Proof in everyday usage is just some sufficiently convincing evidence, and what is sufficient depends on the person who wants proof of something. For most people there are many things that can be proven beyond reasonable doubt. For example, the earth is not flat and the planets in our solar system orbit the sun and not the earth. For another example, you were not constructed just one millisecond before the present moment and implanted with memories that fool you into thinking that you have been alive for a long time. (Wait a second and consider this possibility again! Maybe just before now you were constructed and implanted with the memory that you were reading about this...)
However, if you take the most stringent possible definition of proof, an argument that can under no circumstance be incorrect, then there are not many things that can be proven. One example is the fact that something exists. No matter what, this present fact cannot be denied, even if we cannot absolutely prove much about what kind of thing exists.

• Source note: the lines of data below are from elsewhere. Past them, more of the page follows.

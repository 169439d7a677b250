//! Alumnos API - REST service for student records
//!
//! Maps HTTP verbs onto parameterized statements against the `DALUMN`
//! table, with generated OpenAPI documentation and a single-file upload.

pub mod api;
pub mod config;
pub mod docs;
pub mod error;
pub mod models;
pub mod repository;

pub use api::AppState;
pub use config::Config;
pub use repository::{InMemoryStudentRepository, MySqlStudentRepository, StudentRepository};
//! Error types for the student API
//!
//! Provides unified error handling using thiserror. Every error renders as
//! a JSON object with a single `message` field.

use axum::{
    extract::{
        multipart::{MultipartError, MultipartRejection},
        rejection::{FormRejection, JsonRejection},
    },
    http::StatusCode,
    response::{IntoResponse, Response},
    Json,
};
use thiserror::Error;
use tracing::{error, warn};

use crate::models::responses::{MessageResponse, NOT_FOUND};
use crate::repository::RepositoryError;

// == API Error Enum ==
/// Unified error type for the HTTP layer.
#[derive(Error, Debug)]
pub enum ApiError {
    /// No row matched the requested identifier
    #[error("{0}")]
    NotFound(String),

    /// Any failure reported by the store driver, message kept verbatim
    #[error("{0}")]
    Database(String),

    /// Request body could not be read
    #[error("{0}")]
    BadRequest(String),

    /// Filesystem failure while storing an upload
    #[error("{0}")]
    Io(String),
}

impl ApiError {
    /// The not-found error used by the student routes.
    pub fn student_not_found() -> Self {
        ApiError::NotFound(NOT_FOUND.to_string())
    }

    pub fn status(&self) -> StatusCode {
        match self {
            ApiError::NotFound(_) => StatusCode::NOT_FOUND,
            ApiError::BadRequest(_) => StatusCode::BAD_REQUEST,
            ApiError::Database(_) | ApiError::Io(_) => StatusCode::INTERNAL_SERVER_ERROR,
        }
    }
}

impl From<RepositoryError> for ApiError {
    fn from(err: RepositoryError) -> Self {
        ApiError::Database(err.message().to_string())
    }
}

impl From<JsonRejection> for ApiError {
    fn from(rejection: JsonRejection) -> Self {
        ApiError::BadRequest(rejection.body_text())
    }
}

impl From<FormRejection> for ApiError {
    fn from(rejection: FormRejection) -> Self {
        ApiError::BadRequest(rejection.body_text())
    }
}

impl From<MultipartRejection> for ApiError {
    fn from(rejection: MultipartRejection) -> Self {
        ApiError::BadRequest(rejection.body_text())
    }
}

impl From<MultipartError> for ApiError {
    fn from(err: MultipartError) -> Self {
        ApiError::BadRequest(err.body_text())
    }
}

impl From<std::io::Error> for ApiError {
    fn from(err: std::io::Error) -> Self {
        ApiError::Io(err.to_string())
    }
}

// == IntoResponse Implementation ==
impl IntoResponse for ApiError {
    fn into_response(self) -> Response {
        let status = self.status();
        if status.is_server_error() {
            error!(%status, "Request failed: {}", self);
        } else {
            warn!(%status, "Request rejected: {}", self);
        }

        (status, Json(MessageResponse::new(self.to_string()))).into_response()
    }
}

// == Result Type Alias ==
/// Convenience Result type for the student API.
pub type Result<T> = std::result::Result<T, ApiError>;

Even mathematical proof is not absolute, but is just a sequence of logical deductions, each one based on axioms or prior deductions and derived by some inference rule. A mathematically proven statement would be absolutely correct if all the axioms and inference rules used in the proof are first accepted as absolutely correct. That is the whole purpose of creating formal systems, so that anyone who accepts all the axioms and inference rules will have no choice but to accept all the statements proven within the formal system. The fact is that without any inference rule, there can be no formal proof at all. And the less axioms are accepted, the less can be proven. One must start with at least one initial assumption otherwise one gets nothing. Incidentally, essentially all formal systems include the assumption that something exists in the universe of discourse, because otherwise there is nothing to talk about and no reason to talk at all!

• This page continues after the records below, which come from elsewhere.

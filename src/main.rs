use clap::Parser;
use std::net::SocketAddr;
use std::sync::Arc;
use std::time::Duration;
use tickdb::TickDb;
use tickdb::manager::{self, RandomWalk};
use tickdb::model::{DEFAULT_CAPACITY, DEFAULT_SYMBOLS, DEFAULT_TICK_SECS};
use tickdb::server::TickServer;
use tracing::{error, info};

#[derive(Parser, Clone, Debug)]
#[clap(author, version, about, long_about = None)]
struct Args {
    #[clap(long, default_value = "127.0.0.1:3000")]
    addr: String,

    /// Comma-separated symbols to track
    #[clap(long, value_delimiter = ',', default_values_t = DEFAULT_SYMBOLS.map(String::from))]
    symbols: Vec<String>,

    /// Samples retained per symbol
    #[clap(long, default_value_t = DEFAULT_CAPACITY)]
    capacity: usize,

    /// Seconds between ingestion ticks
    #[clap(long, default_value_t = DEFAULT_TICK_SECS)]
    tick_secs: u64,

    /// Seed for the mock price generator
    #[clap(long)]
    seed: Option<u64>,
}

impl Args {
    fn normalized_symbols(&self) -> Vec<String> {
        let mut out: Vec<String> = Vec::new();
        for s in &self.symbols {
            let s = s.trim().to_uppercase();
            if !s.is_empty() && !out.contains(&s) {
                out.push(s);
            }
        }
        out
    }
}

fn main() {
    let args = Args::parse();

    let worker_threads = std::thread::available_parallelism().map(|n| n.get()).unwrap_or(1);

    tokio::runtime::Builder::new_multi_thread()
    .worker_threads(worker_threads)
    .enable_all()
    .build()
    .expect("Failed to build tokio runtime")
    .block_on(async_main(args));
}

async fn async_main(args: Args) {
    if std::env::var("RUST_LOG").is_err() {
        std::env::set_var("RUST_LOG", "info,tickdb=info");
    }
    tracing_subscriber::fmt()
    .with_target(false)
    .with_level(true)
    .init();

    let symbols = args.normalized_symbols();
    if symbols.is_empty() {
        error!("At least one symbol is required (--symbols).");
        std::process::exit(2);
    }
    if args.capacity == 0 || args.tick_secs == 0 {
        error!("--capacity and --tick-secs must both be at least 1.");
        std::process::exit(2);
    }
    let addr: SocketAddr = match args.addr.parse() {
        Ok(addr) => addr,
        Err(e) => {
            error!("Invalid --addr '{}': {}", args.addr, e);
            std::process::exit(2);
        }
    };

    info!("--- TickDB ---");
    info!("Symbols:  {}", symbols.join(", "));
    info!("Capacity: {} samples/symbol", args.capacity);
    info!("Tick:     every {}s", args.tick_secs);

    let db = Arc::new(TickDb::new(symbols, args.capacity));

    let source = match args.seed {
        Some(seed) => RandomWalk::seeded(seed),
        None => RandomWalk::new(),
    };
    manager::start_ingest_thread(db.clone(), source, Duration::from_secs(args.tick_secs));

    let db_clone = db.clone();
    tokio::spawn(async move {
        let server = TickServer::new(db_clone);
        server.run(addr).await;
    });

    info!("Node is Ready.");

    if let Err(e) = tokio::signal::ctrl_c().await {
        error!("Failed to listen for shutdown signal: {}", e);
    }
    info!("Shutting down.");
}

That said, there is an underlying explanation as to why some people as you describe do not believe in truth and yet believe that there is always a chance for anything to happen. First one must make a distinction between people who believe that there is an absolute truth that is inaccessible and people who believe there is not even absolute truth. The former is reasonable, but the latter is not, because it is inconsistent. The very concept that there is no absolute truth is itself an absolute concept, and so if it were true then by itself it cannot be absolutely true, which is self-contradictory.
Note that one must also avoid the fallacy that anything that is possible must happen, since it is equally self-contradictory. Specifically, it is possible that not everything possible does happen, which would contradict that fallacy if it were true. Therefore it cannot be true.
Therefore it does not make sense for people to claim that there is a chance for everything, because given any statement that is precise and well-defined in its context, either it is true or it is false. The fact that we are normally rather imprecise, due partly to our use of natural language, does not mean that one is justified to disregard everything that anyone else says. Rather, one ought to make a reasonable attempt to figure out the underlying precise statement before attempting to judge whether it is true or false.
Such claims of the complete subjectivity of truth are often because they either do not want to care about the truth or falsity of the statement under consideration, since it takes a lot of time and effort to investigate truth, or they have ulterior motives in affirming certain so-called possibilities.
The clearest examples of instances of people evading the truth are precisely the ones concerning important truths, such as moral atrocities. Usually, the perpetrators and others who have vested interests in covering the truth up will continually and vehemently deny, and sadly in some cases the truth is gradually lost over time.